# Problem to solve
Please copy each line of the records below that holds the word "bool".

# Stored items from a collection

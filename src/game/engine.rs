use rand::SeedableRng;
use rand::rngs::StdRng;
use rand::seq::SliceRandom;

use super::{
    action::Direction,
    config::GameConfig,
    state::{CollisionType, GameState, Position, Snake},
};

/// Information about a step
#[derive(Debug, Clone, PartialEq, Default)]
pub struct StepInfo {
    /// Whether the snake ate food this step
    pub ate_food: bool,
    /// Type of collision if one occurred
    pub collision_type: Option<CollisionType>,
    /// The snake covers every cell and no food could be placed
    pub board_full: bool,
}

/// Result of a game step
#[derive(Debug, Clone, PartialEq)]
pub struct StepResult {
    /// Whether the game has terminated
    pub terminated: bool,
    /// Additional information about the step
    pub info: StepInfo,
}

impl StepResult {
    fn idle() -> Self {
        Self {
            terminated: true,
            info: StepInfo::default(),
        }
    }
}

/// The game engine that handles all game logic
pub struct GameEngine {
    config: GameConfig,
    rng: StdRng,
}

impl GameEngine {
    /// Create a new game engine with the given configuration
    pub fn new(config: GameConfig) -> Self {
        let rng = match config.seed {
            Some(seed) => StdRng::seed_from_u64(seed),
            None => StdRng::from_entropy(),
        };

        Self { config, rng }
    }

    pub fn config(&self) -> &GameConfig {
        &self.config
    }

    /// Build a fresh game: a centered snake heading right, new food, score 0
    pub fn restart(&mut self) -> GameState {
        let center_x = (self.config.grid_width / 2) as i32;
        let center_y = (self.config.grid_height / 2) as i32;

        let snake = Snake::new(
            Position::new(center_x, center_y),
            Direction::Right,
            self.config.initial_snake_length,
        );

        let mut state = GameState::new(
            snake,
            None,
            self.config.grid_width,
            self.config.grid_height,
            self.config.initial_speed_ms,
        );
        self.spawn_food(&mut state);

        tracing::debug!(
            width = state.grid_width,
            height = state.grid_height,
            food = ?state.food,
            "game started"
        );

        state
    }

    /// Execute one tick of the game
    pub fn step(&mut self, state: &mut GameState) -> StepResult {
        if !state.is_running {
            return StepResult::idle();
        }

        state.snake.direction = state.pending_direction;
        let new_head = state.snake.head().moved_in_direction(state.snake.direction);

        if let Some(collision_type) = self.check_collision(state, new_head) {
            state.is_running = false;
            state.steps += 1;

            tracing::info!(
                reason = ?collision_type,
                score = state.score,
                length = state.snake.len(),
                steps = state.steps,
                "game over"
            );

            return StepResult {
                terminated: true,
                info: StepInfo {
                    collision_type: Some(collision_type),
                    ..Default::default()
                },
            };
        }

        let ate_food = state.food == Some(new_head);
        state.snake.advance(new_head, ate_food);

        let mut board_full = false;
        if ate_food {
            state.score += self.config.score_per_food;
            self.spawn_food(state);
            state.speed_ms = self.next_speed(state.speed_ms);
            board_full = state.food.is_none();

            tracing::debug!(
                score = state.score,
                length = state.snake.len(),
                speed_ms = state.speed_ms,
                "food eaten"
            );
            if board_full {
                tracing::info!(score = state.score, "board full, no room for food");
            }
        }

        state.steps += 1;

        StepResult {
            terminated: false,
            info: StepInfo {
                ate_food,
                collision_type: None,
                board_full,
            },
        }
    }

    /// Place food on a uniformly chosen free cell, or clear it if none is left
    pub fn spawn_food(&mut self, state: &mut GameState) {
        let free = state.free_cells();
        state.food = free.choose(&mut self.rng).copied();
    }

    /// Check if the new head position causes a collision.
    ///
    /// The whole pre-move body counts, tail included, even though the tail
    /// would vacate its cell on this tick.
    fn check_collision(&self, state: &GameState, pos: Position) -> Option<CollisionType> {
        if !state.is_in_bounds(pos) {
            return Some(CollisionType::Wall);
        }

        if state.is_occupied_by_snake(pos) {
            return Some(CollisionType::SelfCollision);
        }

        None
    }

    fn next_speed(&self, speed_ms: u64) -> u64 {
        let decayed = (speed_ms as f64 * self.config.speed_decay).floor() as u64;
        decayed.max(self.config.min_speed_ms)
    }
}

# The completed task
    pub ate_food: bool,
    pub board_full: bool,
    pub terminated: bool,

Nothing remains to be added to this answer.